Personal information
- Full name: Dominic P. Grazioli
- Nickname: Dom
- Born: February 4, 1964 (age 62) Myrtle Beach, South Carolina, U.S.
- Home town: San Antonio, Texas, U.S.
- Height: 6 ft 3 in (1.91 m)
- Weight: 249 lb (113 kg)

Sport
- Country: United States
- Sport: Shooting
- Event: Trap

Medal record
World Shooting Championships
| Silver medal – second place | 1998 Barcelona | Trap team |
| Bronze medal – third place | 1999 Tampere | Trap team |

= Dominic Grazioli =

American sport shooter

Dominic P. Grazioli (born February 4, 1964) is an American trap shooter. He won a total of ten medals (4 gold, 2 silver, and 4 bronze) for men's trap shooting at the ISSF World Cup. He also captured a silver medal at the 1997 Championship of the Americas in Buenos Aires, Argentina, and achieved a fourth-place finish at the 1999 ISSF World Shooting Championships in Tampere, Finland. Additionally, Grazioli retired as a reserve lieutenant colonel in the U.S. Air Force at Randolph Air Force Base in San Antonio, Texas.
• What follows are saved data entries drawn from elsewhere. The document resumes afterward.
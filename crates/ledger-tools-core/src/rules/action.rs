//! Rule action payloads
//!
//! Payloads are stored as JSON; single-quoted JSON is accepted by swapping
//! every `'` for `"` before parsing.

use serde::Deserialize;

use crate::error::{Error, Result};
use crate::models::{Action, ActionType, Split, SplitShare};

const PERCENT_EPSILON: f64 = 1e-6;

/// Payload format understood by this version of the rule engine
pub const ACTION_FORMAT_VERSION: u32 = 1;

#[derive(Debug, Deserialize)]
struct ActionPayload {
    #[serde(default = "default_version")]
    version: u32,
    #[serde(default)]
    account: Option<String>,
    #[serde(default)]
    to_account: Option<String>,
    #[serde(default)]
    payee: Option<String>,
    #[serde(default)]
    tags: Option<String>,
    #[serde(default)]
    include_user_context: bool,
    #[serde(default)]
    include_narration: bool,
    #[serde(default)]
    split_type: Option<String>,
    #[serde(default)]
    split_config: Option<SplitConfigPayload>,
}

#[derive(Debug, Default, Deserialize)]
struct SplitConfigPayload {
    #[serde(default)]
    split_account: Option<String>,
    #[serde(default)]
    split_accounts: Vec<String>,
    #[serde(default)]
    your_share_percent: Option<f64>,
    #[serde(default)]
    custom_splits: Vec<SplitShare>,
}

/// Parse and validate an action payload for rule `id`
pub fn parse_action(id: &str, action_type: ActionType, value: &str) -> Result<Action> {
    let cleaned = value.replace('\'', "\"");
    let payload: ActionPayload = serde_json::from_str(&cleaned)
        .map_err(|e| Error::invalid_rule(id, format!("invalid action JSON: {}", e)))?;

    if payload.version != ACTION_FORMAT_VERSION {
        return Err(Error::invalid_rule(
            id,
            format!("unsupported action format version {}", payload.version),
        ));
    }

    let account = match action_type {
        ActionType::CreateEntry => non_blank(payload.account),
        ActionType::CreateTransfer => non_blank(payload.to_account).or(non_blank(payload.account)),
    }
    .ok_or_else(|| {
        let field = match action_type {
            ActionType::CreateEntry => "account",
            ActionType::CreateTransfer => "to_account",
        };
        Error::invalid_rule(id, format!("{} requires `{}`", action_type, field))
    })?;

    let split = match payload.split_type.as_deref().map(str::trim) {
        None | Some("") | Some("none") => None,
        Some(kind) => Some(parse_split(
            id,
            kind,
            payload.split_config.unwrap_or_default(),
        )?),
    };

    Ok(Action {
        action_type,
        account,
        payee: non_blank(payload.payee),
        tags: payload.tags.unwrap_or_default(),
        include_user_context: payload.include_user_context,
        include_narration: payload.include_narration,
        split,
    })
}

fn parse_split(id: &str, kind: &str, config: SplitConfigPayload) -> Result<Split> {
    match kind {
        "fifty_fifty" => {
            let account = non_blank(config.split_account)
                .ok_or_else(|| Error::invalid_rule(id, "fifty_fifty split requires `split_account`"))?;
            Ok(Split::FiftyFifty { account })
        }
        "three_way" => {
            let accounts: Vec<String> = config
                .split_accounts
                .into_iter()
                .filter_map(|a| non_blank(Some(a)))
                .collect();
            match <[String; 2]>::try_from(accounts) {
                Ok(accounts) => Ok(Split::ThreeWay { accounts }),
                Err(_) => Err(Error::invalid_rule(
                    id,
                    "three_way split requires two `split_accounts`",
                )),
            }
        }
        "custom" => {
            let your_share_percent = config
                .your_share_percent
                .ok_or_else(|| Error::invalid_rule(id, "custom split requires `your_share_percent`"))?;
            if !(0.0..=100.0).contains(&your_share_percent) {
                return Err(Error::invalid_rule(
                    id,
                    format!("your_share_percent out of range: {}", your_share_percent),
                ));
            }
            if config.custom_splits.is_empty() {
                return Err(Error::invalid_rule(id, "custom split requires `custom_splits`"));
            }

            let mut shares = Vec::with_capacity(config.custom_splits.len());
            for share in config.custom_splits {
                let account = share.account.trim();
                if account.is_empty() || share.percent <= 0.0 {
                    return Err(Error::invalid_rule(
                        id,
                        "custom split entries need an account and a positive percent",
                    ));
                }
                shares.push(SplitShare {
                    account: account.to_string(),
                    percent: share.percent,
                });
            }

            let total = your_share_percent + shares.iter().map(|s| s.percent).sum::<f64>();
            if (total - 100.0).abs() > PERCENT_EPSILON {
                return Err(Error::invalid_rule(
                    id,
                    format!("custom split percentages total {} instead of 100", total),
                ));
            }

            Ok(Split::Custom {
                your_share_percent,
                shares,
            })
        }
        other => Err(Error::invalid_rule(id, format!("unknown split_type `{}`", other))),
    }
}

fn default_version() -> u32 {
    ACTION_FORMAT_VERSION
}

fn non_blank(value: Option<String>) -> Option<String> {
    value
        .map(|s| s.trim().to_string())
        .filter(|s| !s.is_empty())
}

#[cfg(test)]
mod tests {
    use super::*;

    fn reason(err: Error) -> String {
        match err {
            Error::InvalidRule { reason, .. } => reason,
            other => panic!("unexpected error: {}", other),
        }
    }

    #[test]
    fn test_single_quoted_payload() {
        let action = parse_action(
            "R001",
            ActionType::CreateEntry,
            "{'account': 'Expenses:Household:Food', 'payee': 'Swiggy', 'tags': 'food,delivery', 'include_narration': true}",
        )
        .unwrap();

        assert_eq!(action.account, "Expenses:Household:Food");
        assert_eq!(action.payee.as_deref(), Some("Swiggy"));
        assert_eq!(action.tags, "food,delivery");
        assert!(action.include_narration);
        assert!(!action.include_user_context);
        assert_eq!(action.split, None);
    }

    #[test]
    fn test_transfer_uses_to_account() {
        let action = parse_action(
            "R002",
            ActionType::CreateTransfer,
            r#"{"to_account": "Assets:Checking:Wallet", "account": "ignored"}"#,
        )
        .unwrap();
        assert_eq!(action.account, "Assets:Checking:Wallet");

        let action =
            parse_action("R002", ActionType::CreateTransfer, r#"{"account": "Assets:Checking:Wallet"}"#)
                .unwrap();
        assert_eq!(action.account, "Assets:Checking:Wallet");
    }

    #[test]
    fn test_format_version() {
        let action = parse_action(
            "R011",
            ActionType::CreateEntry,
            "{'version': 1, 'account': 'Expenses:Household:Food'}",
        )
        .unwrap();
        assert_eq!(action.account, "Expenses:Household:Food");

        let err = parse_action(
            "R012",
            ActionType::CreateEntry,
            r#"{"version": 99, "account": "Expenses:Household:Food"}"#,
        )
        .unwrap_err();
        assert!(reason(err).contains("version 99"));
    }

    #[test]
    fn test_missing_account() {
        let err = parse_action("R003", ActionType::CreateEntry, r#"{"payee": "x"}"#).unwrap_err();
        assert!(reason(err).contains("`account`"));
    }

    #[test]
    fn test_bad_json() {
        let err = parse_action("R004", ActionType::CreateEntry, "not json").unwrap_err();
        assert!(reason(err).contains("invalid action JSON"));
    }

    #[test]
    fn test_splits() {
        let action = parse_action(
            "R005",
            ActionType::CreateEntry,
            r#"{"account": "Expenses:Rent:House", "split_type": "fifty_fifty",
                "split_config": {"split_account": "Liabilities:Payables:Ananya"}}"#,
        )
        .unwrap();
        assert_eq!(
            action.split,
            Some(Split::FiftyFifty {
                account: "Liabilities:Payables:Ananya".into()
            })
        );

        let action = parse_action(
            "R006",
            ActionType::CreateEntry,
            r#"{"account": "Expenses:Rent:House", "split_type": "none"}"#,
        )
        .unwrap();
        assert_eq!(action.split, None);

        let err = parse_action(
            "R007",
            ActionType::CreateEntry,
            r#"{"account": "Expenses:Rent:House", "split_type": "three_way",
                "split_config": {"split_accounts": ["Liabilities:Payables:Anna", " "]}}"#,
        )
        .unwrap_err();
        assert!(reason(err).contains("three_way"));

        let err = parse_action(
            "R008",
            ActionType::CreateEntry,
            r#"{"account": "Expenses:Rent:House", "split_type": "quarters"}"#,
        )
        .unwrap_err();
        assert!(reason(err).contains("quarters"));
    }

    #[test]
    fn test_custom_split_must_total_100() {
        let ok = parse_action(
            "R009",
            ActionType::CreateEntry,
            r#"{"account": "Expenses:Travel:Stay", "split_type": "custom",
                "split_config": {"your_share_percent": 40,
                    "custom_splits": [{"account": "Liabilities:Payables:Anna", "percent": 35},
                                      {"account": "Liabilities:Payables:Akshu", "percent": 25}]}}"#,
        )
        .unwrap();
        match ok.split {
            Some(Split::Custom { your_share_percent, shares }) => {
                assert_eq!(your_share_percent, 40.0);
                assert_eq!(shares.len(), 2);
            }
            other => panic!("unexpected split: {:?}", other),
        }

        let err = parse_action(
            "R010",
            ActionType::CreateEntry,
            r#"{"account": "Expenses:Travel:Stay", "split_type": "custom",
                "split_config": {"your_share_percent": 50,
                    "custom_splits": [{"account": "Liabilities:Payables:Anna", "percent": 30}]}}"#,
        )
        .unwrap_err();
        assert!(reason(err).contains("total 80"));
    }
}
Grazioli qualified for the men's trap shooting at the 2008 Summer Olympics in Beijing, by placing second from the U.S. Olympic Team Trials for Shotgun in Kerrville, Texas. He finished in twenty-third place by four points behind his teammate Bret Erickson from the fourth attempt, for a total score of 113 targets.